Le coût de la crise actuelle pour les États sera bien plus élevé que celui du choc financier de 2008-2009. Le déficit budgétaire primaire, qui ne tient pas compte de la charge de la dette, avait augmenté de 4,1% du produit intérieur brut de la zone euro en 2009. Selon le Fonds monétaire international, cette mesure du déficit progressera de 6,7% en 2020. Une telle augmentation du déficit est le reflet des différentes mesures prises par les gouvernements pour aider les ménages et entreprises à traverser ce choc, en espérant que les supports économiques permettront à l’activité de rattraper rapidement son niveau d’avant-crise. La dette publique va donc croître brusquement non seulement en zone euro, mais également dans la plupart des pays, ce qui soulève la question de savoir si les États auront les moyens de rembourser un jour leur dette.

La soutenabilité de l’endettement public

Afin d’évaluer la soutenabilité de la dette publique, plusieurs paramètres entrent dans l’équation. Toute chose étant égale, une croissance économique plus élevée allégera le poids de l’endettement public. De même, plus la charge de la dette – le taux d’intérêt – est faible, mieux un État peut supporter un endettement public élevé sans qu’il n’y ait un effet boule de neige au travers duquel l’État doit accroître son endettement pour payer ses intérêts. Les autres critères importants sont le déficit budgétaire primaire et le ratio initial d’endettement.

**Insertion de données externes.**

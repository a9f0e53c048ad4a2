use std::collections::HashMap;

use serde::{Deserialize, Serialize};

/// One team-season line from the regular-season standings file.
///
/// Rows arrive already ordered by points percentage within a division; this
/// crate never recomputes standings order.
#[derive(Debug, Clone, Serialize, Deserialize)]
pub struct StandingsRow {
    pub season: String,
    pub conference: String,
    pub division: String,
    pub team_full_name: String,
    pub team_logo_url: String,
    pub games_played: u32,
    pub wins: u32,
    pub losses: u32,
    pub ots: u32,
    pub points: u32,
    pub points_pct: f64,
    pub wins_reg: u32,
    pub wins_reg_ot: u32,
    pub goals_for: u32,
    pub goals_against: u32,
    pub goals_diff: i32,
    pub record_home: String,
    pub record_away: String,
    pub record_so: String,
    pub record_last_10: String,
}

/// One game of a playoff series.
#[derive(Debug, Clone, Serialize, Deserialize)]
pub struct PlayoffGameRow {
    pub season: String,
    pub playoff_round: u32,
    pub matchup: String,
    /// Match number within the series, 1..=7.
    pub match_number: u32,
    pub day_month: String,
    pub home_team_full_name: String,
    pub away_team_full_name: String,
    pub home_team_abbrev_name: String,
    pub away_team_abbrev_name: String,
    pub home_team_logo_url: String,
    pub away_team_logo_url: String,
    pub home_team_score: u32,
    pub away_team_score: u32,
    /// Series score after this game, from each side's perspective.
    pub home_team_match_score: u32,
    pub away_team_match_score: u32,
    pub period_type: String,
}

/// A finished game from the scores file.
#[derive(Debug, Clone, Serialize, Deserialize)]
pub struct GameRow {
    pub start_time_utc: String,
    pub home_team_full_name: String,
    pub away_team_full_name: String,
    pub home_team_abbrev_name: String,
    pub away_team_abbrev_name: String,
    pub home_team_logo_url: String,
    pub away_team_logo_url: String,
    pub home_team_score: u32,
    pub away_team_score: u32,
    /// "REG", "OT" or "SO".
    pub period_type: String,
    /// Derived at load time from `start_time_utc` in the local timezone.
    pub local_date: String,
    pub local_time: String,
}

/// A scheduled matchup from the schedule file.
#[derive(Debug, Clone, Serialize, Deserialize)]
pub struct ScheduleRow {
    pub start_time_utc: String,
    pub home_team_full_name: String,
    pub away_team_full_name: String,
    pub home_team_logo_url: String,
    pub away_team_logo_url: String,
    pub local_date: String,
    pub local_time: String,
}

/// One player-season stat line. The headline metrics live in `stats`, keyed
/// by source column name; games played and time on ice are first-class
/// because they double as ranking tie-break keys.
#[derive(Debug, Clone, Serialize, Deserialize)]
pub struct PlayerStatRow {
    pub season: String,
    pub season_type: String,
    pub team_full_name: String,
    pub team_abbrev_name: String,
    pub full_name: String,
    pub headshot_url: String,
    pub position_code: String,
    pub sweater_number: Option<u32>,
    pub games_played: u32,
    pub toi_minutes: f64,
    pub stats: HashMap<String, f64>,
}

impl PlayerStatRow {
    /// Resolve a column by name, covering the tie-break keys as well as the
    /// named stat map.
    pub fn stat(&self, name: &str) -> Option<f64> {
        match name {
            "games_played" => Some(self.games_played as f64),
            "toi_minutes" => Some(self.toi_minutes),
            _ => self.stats.get(name).copied(),
        }
    }

    pub fn is_goalie(&self) -> bool {
        self.position_code == "G"
    }

    pub fn is_defenseman(&self) -> bool {
        self.position_code == "D"
    }
}
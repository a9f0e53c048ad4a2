//! User-facing filter predicates: plain equality on one column each, with an
//! "All teams" sentinel meaning no team filter.

use crate::tables::{GameRow, PlayerStatRow, ScheduleRow};

pub const ALL_TEAMS_OPTION: &str = "All teams";

/// Distinct values preserving first-appearance order, the way season options
/// come out of the source file.
pub fn distinct_in_order<'a, I>(values: I) -> Vec<String>
where
    I: IntoIterator<Item = &'a str>,
{
    let mut out: Vec<String> = Vec::new();
    for value in values {
        if !out.iter().any(|v| v == value) {
            out.push(value.to_string());
        }
    }
    out
}

/// Team selectbox options: the sentinel first, then distinct names sorted.
pub fn team_options<'a, I>(teams: I) -> Vec<String>
where
    I: IntoIterator<Item = &'a str>,
{
    let mut names = distinct_in_order(teams);
    names.sort();
    let mut out = Vec::with_capacity(names.len() + 1);
    out.push(ALL_TEAMS_OPTION.to_string());
    out.extend(names);
    out
}

/// Team predicate over a home/away pair, used by scores and schedule.
pub fn matches_team(home: &str, away: &str, team: &str) -> bool {
    team == ALL_TEAMS_OPTION || home == team || away == team
}

/// Season / season-type / team filter for stat-leader rows. `None` for the
/// optional filters means no constraint.
pub fn filter_stats(
    rows: &[PlayerStatRow],
    season: &str,
    season_type: Option<&str>,
    team: &str,
) -> Vec<PlayerStatRow> {
    rows.iter()
        .filter(|r| r.season == season)
        .filter(|r| season_type.is_none_or(|st| r.season_type == st))
        .filter(|r| team == ALL_TEAMS_OPTION || r.team_full_name == team)
        .cloned()
        .collect()
}

pub fn filter_scores(rows: &[GameRow], team: &str) -> Vec<GameRow> {
    rows.iter()
        .filter(|r| matches_team(&r.home_team_full_name, &r.away_team_full_name, team))
        .cloned()
        .collect()
}

pub fn filter_schedule(rows: &[ScheduleRow], team: &str) -> Vec<ScheduleRow> {
    rows.iter()
        .filter(|r| matches_team(&r.home_team_full_name, &r.away_team_full_name, team))
        .cloned()
        .collect()
}

#[cfg(test)]
mod tests {
    use super::*;

    #[test]
    fn distinct_preserves_first_appearance_order() {
        let values = ["2024/25", "2023/24", "2024/25", "2022/23"];
        assert_eq!(
            distinct_in_order(values),
            vec!["2024/25", "2023/24", "2022/23"]
        );
    }

    #[test]
    fn team_options_start_with_sentinel_then_sorted() {
        let options = team_options(["Winnipeg Jets", "Boston Bruins", "Winnipeg Jets"]);
        assert_eq!(
            options,
            vec![ALL_TEAMS_OPTION, "Boston Bruins", "Winnipeg Jets"]
        );
    }

    #[test]
    fn sentinel_matches_everything() {
        assert!(matches_team("A", "B", ALL_TEAMS_OPTION));
        assert!(matches_team("A", "B", "A"));
        assert!(matches_team("A", "B", "B"));
        assert!(!matches_team("A", "B", "C"));
    }
}
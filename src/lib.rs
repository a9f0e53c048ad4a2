pub mod columns;
pub mod data_cache;
pub mod filters;
pub mod playoffs;
pub mod rankings;
pub mod remote;
pub mod sample;
pub mod standings;
pub mod state;
pub mod tables;
pub mod timefmt;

Différentes voies de réduction du ratio de dette publique

L’histoire nous enseigne différents scénarios de réduction du ratio d’endettement public. En effet, l’endettement, qui est en somme l’accumulation des déficits budgétaires passés, est communément mesuré par rapport à la taille de l’économie, qui est un flux. Plus ce ratio est élevé, plus la capacité de remboursement de la dette publique peut s’avérer compliquée. En montant absolu, la plupart du temps, l’endettement total ne cesse de croître, ce qui signifie en quelque sorte que la dette publique n’est jamais totalement remboursée. Elle est diluée dans le temps et rongée par l’inflation, aussi modeste soit-elle. Ce qui compte in fine, c’est la dynamique de la dette, l’interaction entre les éléments qui définissent sa trajectoire.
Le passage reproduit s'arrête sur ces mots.